Un’iniziativa quella dell’amministrazione comunale, presa dopo aver visto «come nel territorio comunale ogni anno, specialmente durante le feste natalizie, si riscontrano comportamenti scorretti nell’utilizzo di botti e artifici pirotecnici in genere». Per l’amministrazione comunale vi è la necessità di «limitare il più possibile rumori molesti nell’ambito urbano in tutte le vie e piazze ove si trovino delle persone e, in particolare in prossimità di scuole, uffici pubblici e luoghi di culto» dato che, «l’amministrazione comunale intende promuovere nel periodo antecedente il Natale una specifica attività di prevenzione a tutela dell’incolumità pubblica dei cittadini impegnando, a tal fine, il Comando di Polizia locale».

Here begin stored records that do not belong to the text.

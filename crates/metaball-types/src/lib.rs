use chrono::Utc;
use serde::{Deserialize, Serialize};
use thiserror::Error;

/// A 6-DOF pose: translation followed by a rotation vector (axis-angle,
/// magnitude = angle in radians).
#[derive(Debug, Clone, Copy, PartialEq, Default, Serialize, Deserialize)]
pub struct Pose {
    pub x: f64,
    pub y: f64,
    pub z: f64,
    pub rx: f64,
    pub ry: f64,
    pub rz: f64,
}

impl Pose {
    pub fn new(x: f64, y: f64, z: f64, rx: f64, ry: f64, rz: f64) -> Self {
        Self { x, y, z, rx, ry, rz }
    }

    /// The zero pose (no translation, identity rotation).
    pub fn zero() -> Self {
        Self::default()
    }

    pub fn from_parts(translation: [f64; 3], rotation: [f64; 3]) -> Self {
        Self::new(
            translation[0],
            translation[1],
            translation[2],
            rotation[0],
            rotation[1],
            rotation[2],
        )
    }

    pub fn translation(&self) -> [f64; 3] {
        [self.x, self.y, self.z]
    }

    pub fn rotation(&self) -> [f64; 3] {
        [self.rx, self.ry, self.rz]
    }

    pub fn to_array(&self) -> [f64; 6] {
        [self.x, self.y, self.z, self.rx, self.ry, self.rz]
    }

    /// Single-precision copy, as carried on the wire and fed to models.
    pub fn to_f32_vec(&self) -> Vec<f32> {
        self.to_array().iter().map(|v| *v as f32).collect()
    }
}

impl From<[f64; 6]> for Pose {
    fn from(v: [f64; 6]) -> Self {
        Self::new(v[0], v[1], v[2], v[3], v[4], v[5])
    }
}

/// An encoded image frame handed over by a camera collaborator.
#[derive(Debug, Clone, PartialEq, Default)]
pub struct CameraFrame {
    /// Frame width in pixels.
    pub width: u32,
    /// Frame height in pixels.
    pub height: u32,
    /// JPEG-encoded frame bytes.
    pub jpeg: Vec<u8>,
}

/// One acquisition tick as published on the telemetry channel.
#[derive(Debug, Clone, PartialEq, Default)]
pub struct TelemetryMessage {
    /// Seconds since the Unix epoch.
    pub timestamp: f64,
    /// JPEG-encoded camera image.
    pub image: Vec<u8>,
    pub pose: Vec<f32>,
    pub force: Vec<f32>,
    /// Node displacement / shape vector, model-dependent length.
    pub node: Vec<f32>,
}

impl TelemetryMessage {
    /// Build a message stamped with the current wall-clock time.
    pub fn now(image: Vec<u8>, pose: Vec<f32>, force: Vec<f32>, node: Vec<f32>) -> Self {
        Self {
            timestamp: epoch_seconds(),
            image,
            pose,
            force,
            node,
        }
    }
}

/// The part of a tick persisted to disk while recording.
#[derive(Debug, Clone, PartialEq)]
pub struct RecordingSample {
    pub pose: [f64; 6],
    pub force: Vec<f64>,
    pub image: Vec<u8>,
}

/// Current wall-clock time in (fractional) seconds since the Unix epoch.
pub fn epoch_seconds() -> f64 {
    Utc::now().timestamp_micros() as f64 / 1_000_000.0
}

/// Error type shared by every Metaball crate.
#[derive(Error, Debug)]
pub enum MetaballError {
    #[error("Acquisition failure on {component}: {details}")]
    AcquisitionFailure { component: String, details: String },

    #[error("Timed out after {0} ms waiting for a message")]
    Timeout(u64),

    #[error("Recording queue full, sample dropped")]
    QueueFull,

    #[error("Failed to persist recording: {0}")]
    PersistFailure(String),

    #[error("Configuration error: {0}")]
    Configuration(String),

    #[error("Transport error: {0}")]
    Transport(String),

    #[error("Malformed telemetry frame: {0}")]
    Decode(String),
}

impl MetaballError {
    /// Shorthand for an [`MetaballError::AcquisitionFailure`].
    pub fn acquisition(component: impl Into<String>, details: impl Into<String>) -> Self {
        Self::AcquisitionFailure {
            component: component.into(),
            details: details.into(),
        }
    }

    /// Whether the pipeline can keep running after this error.
    ///
    /// Only configuration problems are fatal; everything else is absorbed by
    /// the loop that sees it.
    pub fn is_recoverable(&self) -> bool {
        !matches!(self, Self::Configuration(_))
    }
}
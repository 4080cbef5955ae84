//! `metaball-runtime` – the acquisition / recording engine.
//!
//! Two OS threads cooperate through a bounded queue and two shared flags:
//!
//! - [`acquisition`] – [`AcquisitionLoop`][acquisition::AcquisitionLoop]:
//!   camera → pose conditioning → inference → publish, and an optional
//!   non-blocking enqueue of each tick while recording.  Also hosts
//!   [`capture_initial_pose`][acquisition::capture_initial_pose].
//! - [`recording`] – [`RecordingCoordinator`][recording::RecordingCoordinator]:
//!   the Idle / Recording / Draining state machine that buffers queued
//!   samples and hands each finished window to [`storage`].
//! - [`queue`] – [`SampleQueue`][queue::SampleQueue]: bounded crossbeam
//!   channel with drop-on-full accounting.
//! - [`state`] – [`SharedRecordingState`][state::SharedRecordingState]:
//!   the `is_recording` / `should_stop` flags.
//! - [`inference`] – [`ForceModel`][inference::ForceModel] and the JSON
//!   loaded [`LinearForceModel`][inference::LinearForceModel].
//! - [`sink`] – [`TelemetrySink`][sink::TelemetrySink], the publishing seam.
//! - [`worker`] / [`pipeline`] – named threads joined with a deadline.
//! - [`logging`] – [`init_tracing`][logging::init_tracing]: `tracing`
//!   subscriber with optional OTLP export.

pub mod acquisition;
pub mod inference;
pub mod logging;
pub mod pipeline;
pub mod queue;
pub mod recording;
pub mod sink;
pub mod state;
pub mod storage;
pub mod worker;

pub use acquisition::{AcquisitionLoop, AcquisitionStats, InitialPoseConfig, capture_initial_pose};
pub use inference::{ForceModel, LinearForceModel, ModelOutput};
pub use logging::{TracingGuard, init_tracing};
pub use pipeline::{Pipeline, PipelineReport};
pub use queue::SampleQueue;
pub use recording::{RecorderPhase, RecordingCoordinator};
pub use sink::TelemetrySink;
pub use state::SharedRecordingState;
pub use worker::{WorkerExit, spawn_worker};
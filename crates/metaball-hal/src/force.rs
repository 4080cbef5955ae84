//! `ForceSensor` trait: six-axis force/torque sensor collaborator.

use metaball_types::MetaballError;

/// A force/torque sensor reporting `[fx, fy, fz, tx, ty, tz]` in its own
/// frame.
pub trait ForceSensor: Send {
    fn id(&self) -> &str;

    /// Read the latest wrench.
    ///
    /// # Errors
    ///
    /// Returns [`MetaballError::AcquisitionFailure`] if the sensor did not
    /// answer.
    fn read_wrench(&mut self) -> Result<[f64; 6], MetaballError>;

    /// Disconnect from the device.  Called exactly once during teardown.
    fn disconnect(&mut self);
}
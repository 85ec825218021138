use serde::{Deserialize, Serialize};
use std::fmt;
use std::str::FromStr;

/// Filesystem signature of a technology inside a single directory.
///
/// Indicators and excludes match as filename suffixes, `requires` must be
/// present verbatim.
#[derive(Debug, Clone, Copy)]
pub struct DetectionSignature {
    pub indicators: &'static [&'static str],
    pub excludes: &'static [&'static str],
    pub requires: &'static [&'static str],
}

impl DetectionSignature {
    pub fn matches<S: AsRef<str>>(&self, entries: &[S]) -> bool {
        let hit = |patterns: &[&str]| {
            entries
                .iter()
                .any(|entry| patterns.iter().any(|p| entry.as_ref().ends_with(p)))
        };
        if !hit(self.indicators) || hit(self.excludes) {
            return false;
        }
        self.requires
            .iter()
            .all(|required| entries.iter().any(|entry| entry.as_ref() == *required))
    }
}

#[derive(Debug, Clone, Copy, PartialEq, Eq, PartialOrd, Ord, Hash, Serialize, Deserialize)]
#[serde(rename_all = "lowercase")]
pub enum Technology {
    Maven,
    Gradle,
    Npm,
    Yarn,
    Go,
    Pip,
    Pipenv,
    Poetry,
    Nuget,
    Docker,
}

impl Technology {
    pub const ALL: [Technology; 10] = [
        Technology::Maven,
        Technology::Gradle,
        Technology::Npm,
        Technology::Yarn,
        Technology::Go,
        Technology::Pip,
        Technology::Pipenv,
        Technology::Poetry,
        Technology::Nuget,
        Technology::Docker,
    ];

    pub fn as_str(self) -> &'static str {
        match self {
            Technology::Maven => "maven",
            Technology::Gradle => "gradle",
            Technology::Npm => "npm",
            Technology::Yarn => "yarn",
            Technology::Go => "go",
            Technology::Pip => "pip",
            Technology::Pipenv => "pipenv",
            Technology::Poetry => "poetry",
            Technology::Nuget => "nuget",
            Technology::Docker => "docker",
        }
    }

    pub fn formal_name(self) -> &'static str {
        match self {
            Technology::Maven => "Maven",
            Technology::Gradle => "Gradle",
            Technology::Npm => "npm",
            Technology::Yarn => "Yarn",
            Technology::Go => "Go",
            Technology::Pip => "pip",
            Technology::Pipenv => "Pipenv",
            Technology::Poetry => "Poetry",
            Technology::Nuget => "NuGet",
            Technology::Docker => "Docker",
        }
    }

    /// Canonical id prefix of graph nodes produced for this technology.
    pub fn id_scheme(self) -> Option<&'static str> {
        match self {
            Technology::Maven | Technology::Gradle => Some("gav://"),
            Technology::Npm | Technology::Yarn => Some("npm://"),
            Technology::Go => Some("go://"),
            Technology::Pip | Technology::Pipenv | Technology::Poetry => Some("pypi://"),
            Technology::Nuget => Some("nuget://"),
            Technology::Docker => None,
        }
    }

    /// Package type tag written on status records.
    pub fn package_type(self) -> &'static str {
        match self {
            Technology::Maven | Technology::Gradle => "maven",
            Technology::Npm | Technology::Yarn => "npm",
            Technology::Go => "go",
            Technology::Pip | Technology::Pipenv | Technology::Poetry => "pypi",
            Technology::Nuget => "nuget",
            Technology::Docker => "docker",
        }
    }

    pub fn signature(self) -> DetectionSignature {
        let (indicators, excludes, requires): (&[&str], &[&str], &[&str]) = match self {
            Technology::Maven => (&["pom.xml"], &[], &[]),
            Technology::Gradle => (&[".gradle", ".gradle.kts"], &[], &[]),
            Technology::Npm => (&["package.json"], &[".yarnrc.yml", "yarn.lock", ".yarn"], &[]),
            Technology::Yarn => (&[".yarnrc.yml", "yarn.lock", ".yarn"], &[], &[]),
            Technology::Go => (&["go.mod"], &[], &[]),
            Technology::Pip => (
                &["setup.py", "requirements.txt"],
                &["Pipfile", "Pipfile.lock", "pyproject.toml", "poetry.lock"],
                &[],
            ),
            Technology::Pipenv => (&["Pipfile", "Pipfile.lock"], &[], &[]),
            Technology::Poetry => (&["pyproject.toml"], &[], &["pyproject.toml", "poetry.lock"]),
            Technology::Nuget => (&[".sln", ".csproj"], &[], &[]),
            Technology::Docker => (&["Dockerfile"], &[], &[]),
        };
        DetectionSignature {
            indicators,
            excludes,
            requires,
        }
    }

    /// Whether a dependency tree can be built for this technology.
    pub fn has_resolver(self) -> bool {
        self.id_scheme().is_some()
    }
}

impl fmt::Display for Technology {
    fn fmt(&self, f: &mut fmt::Formatter<'_>) -> fmt::Result {
        f.write_str(self.as_str())
    }
}

impl FromStr for Technology {
    type Err = String;

    fn from_str(s: &str) -> Result<Self, Self::Err> {
        let lowered = s.trim().to_ascii_lowercase();
        Technology::ALL
            .into_iter()
            .find(|tech| tech.as_str() == lowered)
            .ok_or_else(|| format!("unknown technology '{s}'"))
    }
}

Da qui, «il divieto assoluto con effetto immediato e sino al 7 gennaio prossimo, di fare esplodere botti e/o petardi di ogni tipo in luoghi coperti o scoperti, pubblici e privati, in prossimità di uffici pubblici, in tutte le vie, piazze e aree pubbliche dove transitano o siano presenti delle persone fatto salvo ove vi siano regolari autorizzazioni». Ma c’è un ma: «i botti e petardi di libero commercio possono essere esplosi in zone isolate e, comunque, a debita distanza dalle persone e dagli animali e il materiale utilizzato deve essere acquistato, esclusivamente, nelle rivendite autorizzate». Con attenzione verso i minori perché, «raccogliere eventuali artifici inesplosi e affidare ai minori prodotti che, anche se non siano a loro espressamente vietati, richiedano una certa perizia nel loro impiego e comportino comunque una sia pur minimo livello di pericolo, in caso di utilizzo maldestro». Violare l’ordinanza sindacale prevede quindi delle sanzioni amministrative visto come, «sono previste sanzioni con importo compreso tra i 25 e i 500 euro aggiunto il sequestro del materiale pirotecnico utilizzato e illecitamente detenuto fatte salve, inoltre, eventuali e ulteriori sanzioni penali e amministrative».